Activation of human platelets by antibodies to thymocytes and beta 2-microglobulin. I. Qualitative and quantitative aspects of the platelet aggregation induced by HATG and SA beta 2mG.

The platelet effect of antibody preparations known to have immunosuppressive action was investigated by a turbidimetric method in vitro. Both horse anti-human thymocyte globulin (HATG) and sheep anti-human beta 2-microglobulin IgG (SA beta 2mG) caused the platelets to aggregate in all human platelet-rich plasmas (PRP) tested. The aggregation was usually irreversible and characterized by a sigmoid curve.

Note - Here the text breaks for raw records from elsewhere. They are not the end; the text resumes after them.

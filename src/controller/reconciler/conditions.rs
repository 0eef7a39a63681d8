//! # Condition Tracker
//!
//! Collects the conditions and target phase observed during a single
//! reconcile pass. A tracker is created fresh for every pass, owned by the
//! pass driver, and handed to the status synchronizer when the pass ends.

use crate::controller::reconciler::errors::FailureReason;
use crate::crd::{condition_types, ConditionStatus, DevWorkspaceCondition, Phase};
use std::collections::BTreeMap;

/// A condition as observed this pass (no timestamp yet)
#[derive(Debug, Clone, PartialEq, Eq)]
pub struct ObservedCondition {
    pub status: ConditionStatus,
    pub message: String,
    pub reason: Option<String>,
}

impl ObservedCondition {
    #[must_use]
    pub fn from_persisted(condition: &DevWorkspaceCondition) -> Self {
        Self {
            status: condition.status,
            message: condition.message.clone(),
            reason: condition.reason.clone(),
        }
    }
}

/// Per-pass aggregator of observed conditions, warnings and phase
#[derive(Debug, Clone, PartialEq)]
pub struct StatusTracker {
    phase: Phase,
    conditions: BTreeMap<String, ObservedCondition>,
    warnings: Vec<ObservedCondition>,
    main_url: Option<String>,
}

impl StatusTracker {
    #[must_use]
    pub fn new(phase: Phase) -> Self {
        Self {
            phase,
            conditions: BTreeMap::new(),
            warnings: Vec::new(),
            main_url: None,
        }
    }

    #[must_use]
    pub fn phase(&self) -> Phase {
        self.phase
    }

    pub fn set_phase(&mut self, phase: Phase) {
        self.phase = phase;
    }

    pub fn set_condition_true(&mut self, condition_type: &str, message: impl Into<String>) {
        self.set_condition(
            condition_type,
            ObservedCondition {
                status: ConditionStatus::True,
                message: message.into(),
                reason: None,
            },
        );
    }

    pub fn set_condition_true_with_reason(
        &mut self,
        condition_type: &str,
        message: impl Into<String>,
        reason: impl Into<String>,
    ) {
        self.set_condition(
            condition_type,
            ObservedCondition {
                status: ConditionStatus::True,
                message: message.into(),
                reason: Some(reason.into()),
            },
        );
    }

    pub fn set_condition_false(&mut self, condition_type: &str, message: impl Into<String>) {
        self.set_condition(
            condition_type,
            ObservedCondition {
                status: ConditionStatus::False,
                message: message.into(),
                reason: None,
            },
        );
    }

    /// Record a condition; warnings go through [`Self::add_warning`]
    pub fn set_condition(&mut self, condition_type: &str, condition: ObservedCondition) {
        if condition_type == condition_types::WARNING {
            self.add_warning(condition.message, condition.reason);
            return;
        }
        self.conditions.insert(condition_type.to_string(), condition);
    }

    /// Add a warning; warnings are identified by message
    pub fn add_warning(&mut self, message: impl Into<String>, reason: Option<String>) {
        let message = message.into();
        if let Some(existing) = self.warnings.iter_mut().find(|w| w.message == message) {
            existing.reason = reason;
            return;
        }
        self.warnings.push(ObservedCondition {
            status: ConditionStatus::True,
            message,
            reason,
        });
    }

    /// Move to the internal Failing phase with a FailedStart condition
    pub fn fail(&mut self, message: impl Into<String>, reason: FailureReason) {
        self.phase = Phase::Failing;
        self.set_condition_true_with_reason(
            condition_types::FAILED_START,
            message,
            reason.as_str(),
        );
    }

    #[must_use]
    pub fn condition(&self, condition_type: &str) -> Option<&ObservedCondition> {
        self.conditions.get(condition_type)
    }

    /// Observed conditions, excluding warnings
    pub fn conditions(&self) -> impl Iterator<Item = (&str, &ObservedCondition)> {
        self.conditions.iter().map(|(k, v)| (k.as_str(), v))
    }

    #[must_use]
    pub fn warnings(&self) -> &[ObservedCondition] {
        &self.warnings
    }

    /// First condition, in priority order, that is False: the step the
    /// workspace is currently blocked on
    #[must_use]
    pub fn first_false(&self) -> Option<(&'static str, &ObservedCondition)> {
        condition_types::PRIORITY_ORDER.iter().find_map(|t| {
            self.conditions
                .get(*t)
                .filter(|c| c.status == ConditionStatus::False)
                .map(|c| (*t, c))
        })
    }

    /// Last condition, in priority order, that is True: the furthest step reached
    #[must_use]
    pub fn last_true(&self) -> Option<(&'static str, &ObservedCondition)> {
        condition_types::PRIORITY_ORDER.iter().rev().find_map(|t| {
            self.conditions
                .get(*t)
                .filter(|c| c.status == ConditionStatus::True)
                .map(|c| (*t, c))
        })
    }

    /// Main URL resolved this pass, if routing got that far
    #[must_use]
    pub fn main_url(&self) -> Option<&str> {
        self.main_url.as_deref()
    }

    pub fn set_main_url(&mut self, url: impl Into<String>) {
        self.main_url = Some(url.into());
    }
}

#[cfg(test)]
mod tests {
    use super::*;
    use crate::crd::condition_types::*;

    #[test]
    fn test_first_false_follows_priority_not_insertion_order() {
        let mut tracker = StatusTracker::new(Phase::Starting);
        tracker.set_condition_false(DEPLOYMENT_READY, "Waiting for workspace deployment");
        tracker.set_condition_true(STARTED, "DevWorkspace is starting");
        tracker.set_condition_false(ROUTING_READY, "Preparing networking");

        let (condition_type, condition) = tracker.first_false().unwrap();
        assert_eq!(condition_type, ROUTING_READY);
        assert_eq!(condition.message, "Preparing networking");
    }

    #[test]
    fn test_last_true_reports_furthest_step() {
        let mut tracker = StatusTracker::new(Phase::Starting);
        tracker.set_condition_true(STARTED, "DevWorkspace is starting");
        tracker.set_condition_true(STORAGE_READY, "Storage ready");
        tracker.set_condition_true(DEVWORKSPACE_RESOLVED, "Resolved DevWorkspace");

        let (condition_type, _) = tracker.last_true().unwrap();
        assert_eq!(condition_type, STORAGE_READY);
        assert!(tracker.first_false().is_none());
    }

    #[test]
    fn test_queries_ignore_types_outside_priority_order() {
        let mut tracker = StatusTracker::new(Phase::Starting);
        tracker.set_condition_true(FAILED_START, "boom");
        assert!(tracker.last_true().is_none());
        assert!(tracker.first_false().is_none());
    }

    #[test]
    fn test_warnings_are_keyed_by_message() {
        let mut tracker = StatusTracker::new(Phase::Starting);
        tracker.add_warning("unused variable 'foo'", None);
        tracker.add_warning("unused variable 'bar'", None);
        tracker.add_warning("unused variable 'foo'", Some("Devfile".to_string()));
        tracker.set_condition_true(WARNING, "routing class is deprecated");

        let messages: Vec<&str> = tracker.warnings().iter().map(|w| w.message.as_str()).collect();
        assert_eq!(
            messages,
            vec!["unused variable 'foo'", "unused variable 'bar'", "routing class is deprecated"]
        );
        assert_eq!(tracker.warnings()[0].reason.as_deref(), Some("Devfile"));
        assert!(tracker.condition(WARNING).is_none());
    }

    #[test]
    fn test_fail_sets_phase_and_reason() {
        let mut tracker = StatusTracker::new(Phase::Starting);
        tracker.fail("Error provisioning storage: no PVC", FailureReason::InfrastructureFailure);

        assert_eq!(tracker.phase(), Phase::Failing);
        let failed = tracker.condition(FAILED_START).unwrap();
        assert_eq!(failed.status, ConditionStatus::True);
        assert_eq!(failed.reason.as_deref(), Some("InfrastructureFailure"));
    }
}
//! # Workspace Configuration
//!
//! Operator configuration consumed by the reconciliation engine: progress
//! timeout, stop policy, identity policy and workload defaults.

use std::time::Duration;

/// Operator configuration for workspaces
///
/// Snapshotted once at the start of every reconcile pass, so a hot reload
/// never changes behaviour half way through a pass.
#[derive(Debug, Clone, PartialEq)]
pub struct WorkspaceConfig {
    /// Go-style duration (`"5m"`, `"1h30m"`) a workspace may spend in
    /// Starting without any condition changing
    pub progress_timeout: String,
    /// Delete owned objects on stop instead of scaling the workload to zero
    pub cleanup_on_stop: bool,
    /// Use `service_account_name` instead of creating a service account
    pub service_account_creation_disabled: bool,
    /// Service account used when creation is disabled
    pub service_account_name: String,
    /// Image of the project clone init container; empty disables cloning
    pub project_clone_image: String,
    /// Mount a persistent volume at the user's home directory
    pub persist_user_home: bool,
    /// Storage strategy used when the devfile does not select one
    pub default_storage_class_type: String,
    /// Whether the admission webhooks are deployed
    pub webhooks_enabled: bool,
    /// Timeout for the workload health probe (milliseconds, below one second)
    pub health_probe_timeout_ms: u64,
}

impl Default for WorkspaceConfig {
    fn default() -> Self {
        use crate::constants::*;
        Self {
            progress_timeout: DEFAULT_PROGRESS_TIMEOUT.to_string(),
            cleanup_on_stop: false,
            service_account_creation_disabled: false,
            service_account_name: String::new(),
            project_clone_image: String::new(),
            persist_user_home: false,
            default_storage_class_type: DEFAULT_STORAGE_CLASS_TYPE.to_string(),
            webhooks_enabled: false,
            health_probe_timeout_ms: DEFAULT_HEALTH_PROBE_TIMEOUT_MS,
        }
    }
}

impl WorkspaceConfig {
    #[must_use]
    pub fn from_env() -> Self {
        Self::from_lookup(&super::env_lookup)
    }

    pub fn from_lookup(lookup: &dyn Fn(&str) -> Option<String>) -> Self {
        use super::{value_or_default, value_or_default_bool, value_or_default_str};
        use crate::constants::*;
        let health_probe_timeout_ms: u64 = value_or_default(
            lookup,
            "WORKSPACE_HEALTH_PROBE_TIMEOUT_MS",
            DEFAULT_HEALTH_PROBE_TIMEOUT_MS,
        );
        Self {
            progress_timeout: value_or_default_str(
                lookup,
                "WORKSPACE_PROGRESS_TIMEOUT",
                DEFAULT_PROGRESS_TIMEOUT,
            ),
            cleanup_on_stop: value_or_default_bool(lookup, "WORKSPACE_CLEANUP_ON_STOP", false),
            service_account_creation_disabled: value_or_default_bool(
                lookup,
                "WORKSPACE_SERVICE_ACCOUNT_DISABLE_CREATION",
                false,
            ),
            service_account_name: value_or_default_str(
                lookup,
                "WORKSPACE_SERVICE_ACCOUNT_NAME",
                "",
            ),
            project_clone_image: value_or_default_str(lookup, "RELATED_IMAGE_PROJECT_CLONE", "")
                .trim()
                .to_string(),
            persist_user_home: value_or_default_bool(lookup, "WORKSPACE_PERSIST_USER_HOME", false),
            default_storage_class_type: value_or_default_str(
                lookup,
                "WORKSPACE_DEFAULT_STORAGE_CLASS_TYPE",
                DEFAULT_STORAGE_CLASS_TYPE,
            ),
            webhooks_enabled: value_or_default_bool(lookup, "WEBHOOKS_ENABLED", false),
            health_probe_timeout_ms: health_probe_timeout_ms.clamp(1, MAX_HEALTH_PROBE_TIMEOUT_MS),
        }
    }

    #[must_use]
    pub fn health_probe_timeout(&self) -> Duration {
        Duration::from_millis(self.health_probe_timeout_ms)
    }
}
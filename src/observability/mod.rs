//! # Observability
//!
//! - `metrics`: Prometheus metrics collection and the workspace lifecycle sink

pub mod metrics;

pub use metrics::PrometheusMetrics;
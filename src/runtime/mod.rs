//! # Runtime
//!
//! Process wiring around the reconciliation engine.
//!
//! - `initialization`: rustls, tracing, metrics, HTTP server, client and engine setup
//! - `watch_loop`: the kube-runtime `Controller` and its watches
//! - `error_policy`: backoff for failed passes and watch stream errors

pub mod error_policy;
pub mod initialization;
pub mod watch_loop;

pub use initialization::{initialize, InitializationResult};
pub use watch_loop::run_watch_loop;
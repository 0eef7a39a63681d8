//! Health probe for the workspace's main endpoint.

use crate::controller::reconciler::errors::{FailureReason, ProvisionError};
use crate::provision::{HealthProbe, ProbeResult};
use async_trait::async_trait;
use reqwest::{StatusCode, Url};
use std::time::Duration;
use tracing::debug;

const HEALTHZ_PATH: &str = "/healthz";

/// Replace the path of `main_url` with `/healthz`
///
/// # Errors
///
/// `Fail(InfrastructureFailure)` when the URL cannot be parsed.
pub fn health_url(main_url: &str) -> Result<Url, ProvisionError> {
    let mut url = Url::parse(main_url).map_err(|err| {
        ProvisionError::fail_with_reason(
            format!("failed to parse main URL '{main_url}': {err}"),
            FailureReason::InfrastructureFailure,
        )
    })?;
    url.set_path(HEALTHZ_PATH);
    url.set_query(None);
    Ok(url)
}

/// Whether a response status means the endpoint is up
///
/// 401, 403 and 404 count: the server answers but either does not implement
/// `/healthz` or puts it behind authentication.
#[must_use]
pub fn status_ready(status: StatusCode) -> bool {
    status.is_success()
        || matches!(
            status,
            StatusCode::UNAUTHORIZED | StatusCode::FORBIDDEN | StatusCode::NOT_FOUND
        )
}

/// `GET <main URL>/healthz` with a short timeout
#[derive(Debug, Clone)]
pub struct HttpHealthProbe {
    client: reqwest::Client,
}

impl HttpHealthProbe {
    /// Build a probe that gives up after `timeout`
    ///
    /// Workspace endpoints usually serve self-signed certificates, so the
    /// probe does not verify them.
    ///
    /// # Errors
    ///
    /// Returns an error if the HTTP client cannot be built.
    pub fn new(timeout: Duration) -> anyhow::Result<Self> {
        let client = reqwest::Client::builder()
            .timeout(timeout)
            .danger_accept_invalid_certs(true)
            .build()?;
        Ok(Self { client })
    }
}

#[async_trait]
impl HealthProbe for HttpHealthProbe {
    async fn check(&self, main_url: &str) -> Result<ProbeResult, ProvisionError> {
        let url = health_url(main_url)?;
        match self.client.get(url.clone()).send().await {
            Ok(response) => {
                let status = response.status();
                Ok(ProbeResult {
                    ready: status_ready(status),
                    status_code: Some(status.as_u16()),
                })
            }
            Err(err) => {
                debug!("Health probe {} failed: {}", url, err);
                Ok(ProbeResult {
                    ready: false,
                    status_code: None,
                })
            }
        }
    }
}

#[cfg(test)]
mod tests {
    use super::*;

    #[test]
    fn test_health_url_replaces_path() {
        let test_cases = vec![
            ("https://ws.example.com/", "https://ws.example.com/healthz"),
            (
                "http://ws-service.user.svc:3100/status?tab=1",
                "http://ws-service.user.svc:3100/healthz",
            ),
            ("https://ws.example.com", "https://ws.example.com/healthz"),
        ];
        for (main_url, expected) in test_cases {
            assert_eq!(health_url(main_url).unwrap().as_str(), expected, "{main_url}");
        }
    }

    #[test]
    fn test_health_url_rejects_garbage() {
        assert!(matches!(
            health_url("not a url"),
            Err(ProvisionError::Fail {
                reason: Some(FailureReason::InfrastructureFailure),
                ..
            })
        ));
    }

    #[test]
    fn test_status_ready() {
        let test_cases = vec![
            (StatusCode::OK, true),
            (StatusCode::NO_CONTENT, true),
            (StatusCode::UNAUTHORIZED, true),
            (StatusCode::FORBIDDEN, true),
            (StatusCode::NOT_FOUND, true),
            (StatusCode::BAD_GATEWAY, false),
            (StatusCode::SERVICE_UNAVAILABLE, false),
            (StatusCode::INTERNAL_SERVER_ERROR, false),
        ];
        for (status, ready) in test_cases {
            assert_eq!(status_ready(status), ready, "status {status}");
        }
    }
}
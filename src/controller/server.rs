//! # HTTP Server
//!
//! HTTP server for metrics, health checks, and Kubernetes probes.
//!
//! Provides endpoints:
//! - `/metrics` - Prometheus metrics in text format
//! - `/healthz` - Liveness probe (always returns 200)
//! - `/readyz` - Readiness probe (returns 200 when controller is ready)
//!
//! The server runs on port 5000 by default (configurable via `METRICS_PORT`).

use crate::observability::metrics;
use axum::{extract::State, http::StatusCode, response::IntoResponse, routing::get, Router};
use prometheus::{Encoder, TextEncoder};
use std::sync::atomic::{AtomicBool, Ordering};
use std::sync::Arc;
use tokio::net::TcpListener;
use tracing::{error, info};

/// Readiness flag shared between the server and the controller
#[derive(Debug, Default)]
pub struct ServerState {
    pub is_ready: Arc<AtomicBool>,
}

impl ServerState {
    pub fn set_ready(&self, ready: bool) {
        self.is_ready.store(ready, Ordering::Relaxed);
    }

    #[must_use]
    pub fn ready(&self) -> bool {
        self.is_ready.load(Ordering::Relaxed)
    }
}

/// Router serving the probe and metrics endpoints
pub fn router(state: Arc<ServerState>) -> Router {
    Router::new()
        .route("/metrics", get(metrics_handler))
        .route("/healthz", get(healthz_handler))
        .route("/readyz", get(readyz_handler))
        .with_state(state)
}

/// Bind `port` and serve until the process exits
///
/// Marks the state ready once the listener is bound.
///
/// # Errors
///
/// Returns an error if the port cannot be bound or the server fails.
pub async fn start_server(port: u16, state: Arc<ServerState>) -> Result<(), anyhow::Error> {
    let app = router(Arc::clone(&state));

    let addr = format!("0.0.0.0:{port}");
    let listener = TcpListener::bind(&addr).await?;

    info!("HTTP server listening on {}", addr);
    state.set_ready(true);

    axum::serve(listener, app).await?;

    Ok(())
}

async fn metrics_handler() -> impl IntoResponse {
    let encoder = TextEncoder::new();
    let metric_families = metrics::gather();

    let mut buffer = Vec::new();
    if let Err(e) = encoder.encode(&metric_families, &mut buffer) {
        error!("Failed to encode metrics: {}", e);
        return (
            StatusCode::INTERNAL_SERVER_ERROR,
            [("content-type", "text/plain")],
            format!("Failed to encode metrics: {e}").into_bytes(),
        );
    }

    (
        StatusCode::OK,
        [("content-type", "text/plain; version=0.0.4; charset=utf-8")],
        buffer,
    )
}

async fn healthz_handler() -> impl IntoResponse {
    StatusCode::OK
}

async fn readyz_handler(State(state): State<Arc<ServerState>>) -> impl IntoResponse {
    if state.ready() {
        StatusCode::OK
    } else {
        StatusCode::SERVICE_UNAVAILABLE
    }
}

The action is specific for the antibodies in HATG and SA beta 2mG because control preparations (horse normal IgG and IgG fractions of sheep normal, anti-dog IgG and anti-human IgA sera) were ineffective; further, heating (30 min at 56 degrees C) and BaSO4 or Al(OH)3 adsorption of HATG and SA beta 2mG did not alter their aggregating capability. When HATG and SA beta 2mG were added together to PRP, they induced aggregation in a simple additive manner. High antibody doses tended to decrease the extent of aggregation. The effect of platelet count on aggregation varied with both the dose level ('low' or 'high') and type (HATG or SA beta 2mG) of the inducer antibody. Using fixed submaximal doses, four main aggregation patterns could be recognized among 60 PRP: (i) high responses to both HATG and SA beta 2mG; (ii) high to HATG, low to SA beta 2mG; (iii) low to HATG, high to SA beta 2mG; and (iv) low to both. The results provide guidelines for quantitative aggregation studies with platelet antibodies and suggest that HATG and SA beta 2mG act through distinct platelet membrane components, the receptor for the latter being the best characterized protein of the mammalian cell membrane.